I think that one of the tragedies of modern education is that students are expected to be, or forced into being, passive recipients of information that is given to them by a teacher or some other outlet (video, speech, textbook, worksheet etc.). This means that when students are presented with propaganda from a source that has a certain bias - be it a political, bias, a cultural bias or whatever - they are wholly incapable of either analysing the source based on its merits (and looking past the "it's biased" cop-out answer) or going further and critically analysing the effect of the author's bias on the source.

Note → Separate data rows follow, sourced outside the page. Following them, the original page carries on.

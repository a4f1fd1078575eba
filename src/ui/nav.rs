use ratatui::{
    layout::Rect,
    style::{Color, Modifier, Style},
    text::{Line, Span},
    widgets::Paragraph,
    Frame,
};

use crate::app::App;
use crate::route::Route;

fn tab(label: &str, active: bool) -> Span<'static> {
    let style = if active {
        Style::default()
            .fg(Color::Black)
            .bg(Color::Cyan)
            .add_modifier(Modifier::BOLD)
    } else {
        Style::default().fg(Color::Gray)
    };
    Span::styled(format!(" {label} "), style)
}

/// Title, page tabs and the address bar. On the legacy dashboard only the
/// title is shown.
pub fn render(f: &mut Frame, area: Rect, app: &App) {
    let title = Span::styled(
        "Rincon Fire",
        Style::default()
            .fg(Color::Yellow)
            .add_modifier(Modifier::BOLD),
    );

    let Some(location) = app.location() else {
        let lines = vec![
            Line::from(vec![Span::raw(" "), title, Span::raw("  legacy station dashboard")]),
            Line::from(""),
        ];
        f.render_widget(Paragraph::new(lines).block(super::panel("Stations")), area);
        return;
    };

    let tabs = Line::from(vec![
        Span::raw(" "),
        title,
        Span::raw("   "),
        tab("1 Dashboard", location.route == Route::Dashboard),
        Span::raw(" "),
        tab("2 Compare", location.route == Route::Compare),
    ]);

    let address = match app.prompt() {
        Some(input) => Line::from(vec![
            Span::styled(" : ", Style::default().fg(Color::Yellow)),
            Span::raw(input.to_string()),
            Span::styled("_", Style::default().add_modifier(Modifier::SLOW_BLINK)),
        ]),
        None => Line::from(vec![
            Span::raw(" "),
            Span::styled(location.to_string(), Style::default().fg(Color::Blue)),
        ]),
    };

    f.render_widget(
        Paragraph::new(vec![tabs, address]).block(super::panel("Navigation")),
        area,
    );
}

If we encourage recipients of education - be they school-children, mature learners or merely somebody attending a lecture, speech, debate, conference or whatever - to be more active participants in the process of information dissemination and sharing, to be more critical in their analysis of information that another source (A teacher, a video, a speaker, a lecturer etc.) presents to them, then I think that there is no reason to worry about presenting almost all our information to learners as propaganda - the test then being for that student to use their critical thinking skills to sort out the useful from the useless, in terms of evidence, and be able to create honest, accurate, high-quality explanations and arguments of events.

Habermas
31st August 2014, 13:04
Is convincing someone that Socialism doesn't involve the deaths of millions of people, propaganda? No, that is just providing valuable information.
Is a barrage of ads through tv propaganda? Yes of course.

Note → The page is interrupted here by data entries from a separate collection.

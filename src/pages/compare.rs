use std::collections::HashMap;

use chrono::{DateTime, Utc};

use crate::api::fire_areas::{CompareAreaItem, ComparePrediction, CompareResponse};
use crate::api::models::ModelInfo;
use crate::fetch::{ApiCall, FetchRequest, FetchResponse, Payload, Slot};
use crate::query::{Query, Status};

pub const EMPTY_MESSAGE: &str = "No ranked areas are available yet. \
The worker may still be ingesting weather data and predictions.";

/// One row of the cross-model grid: an area and one cell per column.
#[derive(Debug, Clone, PartialEq)]
pub struct CompareRow {
    pub area_id: String,
    pub name: String,
    pub lat: f64,
    pub lon: f64,
    /// `None` renders as the placeholder.
    pub cells: Vec<Option<f64>>,
    /// Newest prediction time among the shown models.
    pub latest: Option<DateTime<Utc>>,
}

/// Pivots area predictions into rows = areas, columns = models. Each row
/// gets its own model index, so duplicate or missing predictions in one
/// row never leak into another.
pub fn pivot(models: &[ModelInfo], items: &[CompareAreaItem]) -> Vec<CompareRow> {
    items
        .iter()
        .map(|item| {
            let by_model: HashMap<&str, &ComparePrediction> = item
                .predictions
                .iter()
                .map(|p| (p.model_id.as_str(), p))
                .collect();
            let shown: Vec<Option<&ComparePrediction>> = models
                .iter()
                .map(|model| by_model.get(model.model_id.as_str()).copied())
                .collect();
            CompareRow {
                area_id: item.area_id.clone(),
                name: item.name.clone(),
                lat: item.lat,
                lon: item.lon,
                cells: shown.iter().map(|p| p.and_then(|p| p.probability)).collect(),
                latest: shown.iter().flatten().filter_map(|p| p.predicted_at).max(),
            }
        })
        .collect()
}

#[derive(Debug, Default)]
pub struct ComparePage {
    top_n: usize,
    compare: Query<usize, CompareResponse>,
    pub selected_row: usize,
}

impl ComparePage {
    pub fn new(top_n: usize) -> Self {
        Self {
            top_n,
            ..Self::default()
        }
    }

    pub fn compare(&self) -> &Query<usize, CompareResponse> {
        &self.compare
    }

    pub fn mount(&mut self) -> Vec<FetchRequest> {
        vec![self.request()]
    }

    pub fn tick(&mut self) -> Vec<FetchRequest> {
        if self.compare.is_fetching() {
            return Vec::new();
        }
        vec![self.request()]
    }

    fn request(&mut self) -> FetchRequest {
        let epoch = self.compare.request(self.top_n);
        FetchRequest::new(Slot::Compare, epoch, ApiCall::Compare { n: self.top_n })
    }

    pub fn on_response(&mut self, response: FetchResponse, now: DateTime<Utc>) {
        if response.slot != Slot::Compare {
            return;
        }
        let result = match response.result {
            Ok(Payload::Compare(compare)) => Ok(compare),
            Ok(other) => Err(format!("unexpected payload {other:?}")),
            Err(err) => Err(err.to_string()),
        };
        if self.compare.settle(response.epoch, result, now) {
            self.selected_row = self.selected_row.min(self.items().len().saturating_sub(1));
        }
    }

    pub fn items(&self) -> &[CompareAreaItem] {
        self.compare
            .data()
            .map(|c| c.items.as_slice())
            .unwrap_or(&[])
    }

    /// Columns: the models the comparison was computed with, else the
    /// shared model list.
    pub fn columns<'a>(&'a self, fallback: &'a [ModelInfo]) -> &'a [ModelInfo] {
        match self.compare.data() {
            Some(compare) if !compare.models.is_empty() => compare.models.as_slice(),
            _ => fallback,
        }
    }

    pub fn rows(&self, fallback: &[ModelInfo]) -> Vec<CompareRow> {
        pivot(self.columns(fallback), self.items())
    }

    pub fn status(&self) -> Status {
        self.compare.status(|c| c.items.is_empty())
    }

    pub fn show_empty_state(&self) -> bool {
        self.status() == Status::Empty
    }

    pub fn select_next(&mut self) {
        if self.selected_row + 1 < self.items().len() {
            self.selected_row += 1;
        }
    }

    pub fn select_previous(&mut self) {
        self.selected_row = self.selected_row.saturating_sub(1);
    }

    pub fn selected_area(&self) -> Option<&str> {
        self.items()
            .get(self.selected_row)
            .map(|item| item.area_id.as_str())
    }
}

#[cfg(test)]
mod tests {
    use super::*;
    use crate::fetch::testing::model;

    fn prediction(model_id: &str, probability: Option<f64>) -> ComparePrediction {
        ComparePrediction {
            model_id: model_id.to_string(),
            probability,
            predicted_at: None,
        }
    }

    fn area(area_id: &str, predictions: Vec<ComparePrediction>) -> CompareAreaItem {
        CompareAreaItem {
            area_id: area_id.to_string(),
            name: area_id.to_string(),
            lat: 40.0,
            lon: -111.0,
            predictions,
        }
    }

    #[test]
    fn one_cell_per_area_and_model() {
        let models = [model("rf"), model("xgb"), model("nb")];
        let items = [
            area("A", vec![prediction("rf", Some(0.9)), prediction("nb", Some(0.1))]),
            area("B", vec![prediction("xgb", Some(0.4))]),
        ];
        let rows = pivot(&models, &items);
        assert_eq!(rows.len(), 2);
        assert!(rows.iter().all(|row| row.cells.len() == models.len()));
        assert_eq!(rows[0].cells, [Some(0.9), None, Some(0.1)]);
        assert_eq!(rows[1].cells, [None, Some(0.4), None]);
    }

    #[test]
    fn prediction_order_does_not_matter() {
        let models = [model("rf"), model("xgb")];
        let forward = [area("A", vec![prediction("rf", Some(0.2)), prediction("xgb", Some(0.7))])];
        let reversed = [area("A", vec![prediction("xgb", Some(0.7)), prediction("rf", Some(0.2))])];
        assert_eq!(pivot(&models, &forward), pivot(&models, &reversed));

        let swapped_models = [model("xgb"), model("rf")];
        assert_eq!(pivot(&swapped_models, &forward)[0].cells, [Some(0.7), Some(0.2)]);
    }

    #[test]
    fn null_probability_and_unknown_model_are_placeholders() {
        let models = [model("rf")];
        let items = [
            area("A", vec![prediction("rf", None)]),
            area("B", vec![prediction("other", Some(0.5))]),
        ];
        let rows = pivot(&models, &items);
        assert_eq!(rows[0].cells, [None]);
        assert_eq!(rows[1].cells, [None]);
    }

    #[test]
    fn latest_ignores_hidden_models() {
        let at = |secs| DateTime::from_timestamp(secs, 0);
        let models = [model("rf")];
        let items = [area(
            "A",
            vec![
                ComparePrediction {
                    predicted_at: at(100),
                    ..prediction("rf", Some(0.3))
                },
                ComparePrediction {
                    predicted_at: at(900),
                    ..prediction("other", Some(0.6))
                },
            ],
        )];
        assert_eq!(pivot(&models, &items)[0].latest, at(100));
    }

    #[test]
    fn rows_do_not_share_an_index() {
        let models = [model("rf")];
        let items = [area("A", vec![prediction("rf", Some(0.8))]), area("B", vec![])];
        let rows = pivot(&models, &items);
        assert_eq!(rows[1].cells, [None]);
    }

    #[test]
    fn columns_prefer_the_comparison_models() {
        let mut page = ComparePage::new(5);
        let fallback = [model("rf")];
        assert_eq!(page.columns(&fallback), &fallback);

        let requests = page.mount();
        page.on_response(
            FetchResponse {
                page: 0,
                slot: Slot::Compare,
                epoch: requests[0].epoch,
                result: Ok(Payload::Compare(CompareResponse {
                    models: vec![model("rf"), model("xgb")],
                    items: vec![],
                })),
            },
            DateTime::from_timestamp(0, 0).unwrap(),
        );
        assert_eq!(page.columns(&fallback).len(), 2);
        assert!(page.show_empty_state());
    }
}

It all depends on how you define it.

Red Star Rising
1st September 2014, 21:27
Is convincing someone that Socialism doesn't involve the deaths of millions of people, propaganda? No, that is just providing valuable information.
Is a barrage of ads through tv propaganda? Yes of course.

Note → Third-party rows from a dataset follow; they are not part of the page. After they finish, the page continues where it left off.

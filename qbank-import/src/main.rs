//! qbank-import - Legacy question import tool
//!
//! **Usage:**
//! ```bash
//! qbank-import <SOURCE_JSON> <CATEGORY_SHEET> [--dry-run] [--config <FILE>]
//!     [--database-url <URL>] [--taxonomy <FILE>] [--limit <N>]
//! ```
//!
//! Exit status is non-zero for batch-fatal errors (unreadable inputs,
//! missing credentials in live mode, unmapped categories). Per-record
//! failures are itemized in the JSON report, not in the exit status.

use anyhow::{Context, Result};
use clap::Parser;
use qbank_common::config::TomlConfig;
use qbank_common::taxonomy::StaticTaxonomy;
use qbank_import::config::ImportSettings;
use qbank_import::models::{ImportReport, RunMode};
use qbank_import::services::{BatchImporter, CategoryMapper, ImportRequest, QuestionTransformer};
use qbank_import::ImportError;
use std::path::{Path, PathBuf};
use std::sync::Mutex;
use tracing::{error, info};
use tracing_subscriber::{layer::SubscriberExt, util::SubscriberInitExt};

/// Command-line arguments for qbank-import
#[derive(Parser, Debug)]
#[command(name = "qbank-import")]
#[command(about = "Import legacy quiz-plugin questions into the question bank")]
#[command(version)]
struct Args {
    /// Quiz-plugin JSON export
    source: PathBuf,

    /// Spreadsheet mapping question titles to categories (xlsx, xls, ods or csv)
    categories: PathBuf,

    /// Validate and transform only; nothing is written to the question bank
    #[arg(long)]
    dry_run: bool,

    /// TOML config file (default: <config dir>/qbank/importer.toml)
    #[arg(short, long, env = "QBANK_CONFIG")]
    config: Option<PathBuf>,

    /// Question bank database URL (live mode)
    #[arg(long)]
    database_url: Option<String>,

    /// Taxonomy JSON document
    #[arg(long)]
    taxonomy: Option<PathBuf>,

    /// Process at most N records (category check still covers all)
    #[arg(long, value_name = "N")]
    limit: Option<usize>,
}

#[tokio::main]
async fn main() -> Result<()> {
    let args = Args::parse();

    let config = TomlConfig::load_or_default(args.config.as_deref())
        .context("Failed to load configuration")?;
    init_tracing(&config)?;

    info!(
        "Starting qbank-import v{} ({})",
        env!("CARGO_PKG_VERSION"),
        if args.dry_run { "dry run" } else { "live" }
    );

    for (label, path) in [("Source", &args.source), ("Category sheet", &args.categories)] {
        if !path.is_file() {
            error!("{} file not found: {}", label, path.display());
            eprintln!("Error: {} file not found: {}", label, path.display());
            std::process::exit(1);
        }
    }

    let mode = RunMode::from_dry_run_flag(args.dry_run);
    let settings = match ImportSettings::resolve(
        config,
        mode,
        args.database_url.as_deref(),
        args.taxonomy.as_deref(),
    ) {
        Ok(settings) => settings,
        Err(e) => {
            error!("{}", e);
            eprintln!("Error: {}", e);
            std::process::exit(1);
        }
    };

    let taxonomy = StaticTaxonomy::from_json_file(&settings.taxonomy_path)
        .with_context(|| format!("Failed to load taxonomy {}", settings.taxonomy_path.display()))?;
    let subject = settings.config.subject.clone();
    let mapper = CategoryMapper::new(settings.alias_table(), &taxonomy, &subject.subject_id);
    let transformer = QuestionTransformer::new(mapper, subject);

    let importer = match settings.database_url.as_deref() {
        Some(url) if mode == RunMode::Live => BatchImporter::live_at(transformer, url),
        _ => BatchImporter::dry_run(transformer),
    }
    .with_id_strategy(settings.config.id_strategy)
    .with_limit(args.limit);

    let request = ImportRequest {
        source_path: args.source.clone(),
        categories_path: args.categories.clone(),
        spreadsheet: settings.config.spreadsheet.clone(),
    };

    match importer.run(&request).await {
        Ok(outcome) => {
            print_summary(&outcome.report, &outcome.report_path);
            Ok(())
        }
        Err(ImportError::PrecheckFailed { unmapped, total }) => {
            eprintln!("\n❌ Some questions have no mappable category:");
            for record in &unmapped {
                eprintln!("  • {}", record);
            }
            eprintln!(
                "\nTotal questions without a category: {}/{}",
                unmapped.len(),
                total
            );
            eprintln!("Fix the category sheet or add an alias, then run again. Nothing was imported.");
            std::process::exit(1);
        }
        Err(e) => {
            error!("Import aborted: {}", e);
            eprintln!("Error: {}", e);
            std::process::exit(1);
        }
    }
}

/// Console + optional file logging; `RUST_LOG` overrides the configured level
fn init_tracing(config: &TomlConfig) -> Result<()> {
    let filter = tracing_subscriber::EnvFilter::try_from_default_env()
        .unwrap_or_else(|_| format!("qbank_import={0},qbank_common={0}", config.logging.level).into());

    let file_layer = match &config.logging.file {
        Some(path) => {
            let file = std::fs::OpenOptions::new()
                .create(true)
                .append(true)
                .open(path)
                .with_context(|| format!("Failed to open log file {}", path.display()))?;
            Some(
                tracing_subscriber::fmt::layer()
                    .with_ansi(false)
                    .with_writer(Mutex::new(file)),
            )
        }
        None => None,
    };

    tracing_subscriber::registry()
        .with(filter)
        .with(tracing_subscriber::fmt::layer().with_writer(std::io::stderr))
        .with(file_layer)
        .init();

    Ok(())
}

fn print_summary(report: &ImportReport, report_path: &Path) {
    let stats = &report.stats;
    println!();
    println!("=== Import Summary ({}) ===", report.mode);
    println!("Run:           {}", report.run_id);
    println!("Total:         {}", stats.total);
    println!("Successful:    {}", stats.successful);
    println!("Failed:        {}", stats.failed);
    println!("No solution:   {}", stats.no_solution);
    println!("With HTML:     {}", stats.with_html);
    if !stats.by_category.is_empty() {
        println!("\nBy category:");
        for (category, count) in &stats.by_category {
            println!("  {:>4}  {}", count, category);
        }
    }
    println!("\nReport: {}", report_path.display());
    if report.mode.is_dry_run() {
        println!("Dry run: nothing was saved. Run without --dry-run to import.");
    }
}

It all depends on how you define it.

Absolutely. I would add that the gross misrepresentation of communism in the american school system is definitely propaganda.

Anglo-Saxon Philistine
2nd September 2014, 09:20
People here are aware of the way in which the term "propaganda" is used in the socialist movement, right? "Agitation and propaganda" and so on? Just checking, because no one seems to be. Perhaps "propaganda" is one of those terms that will acquire a different meaning on RevLeft compared to the meaning assumed by actual socialist organisations, q.v. "centrism".

Anyway.

For socialists, propaganda is simply material meant to disseminate socialist ideas and slogans (as opposed to the more immediate scope of agitation). It's not the fault of the socialist movement that many people today revile anything overtly political and endow media with a magical ability to overwrite people's opinions.

Red Star Rising
2nd September 2014, 22:01
People here are aware of the way in which the term "propaganda" is used in the socialist movement, right? "Agitation and propaganda" and so on? Just checking, because no one seems to be. Perhaps "propaganda" is one of those terms that will acquire a different meaning on RevLeft compared to the meaning assumed by actual socialist organisations, q.v. "centrism".

Anyway.

For socialists, propaganda is simply material meant to disseminate socialist ideas and slogans (as opposed to the more immediate scope of agitation). It's not the fault of the socialist movement that many people today revile anything overtly political and endow media with a magical ability to overwrite people's opinions.
True. This is especially evident in post-thatcher Britain. You can't even wave a union flag anymore without condemnation.

bropasaran
2nd September 2014, 22:07
Depends on what is precisely meant by propaganda.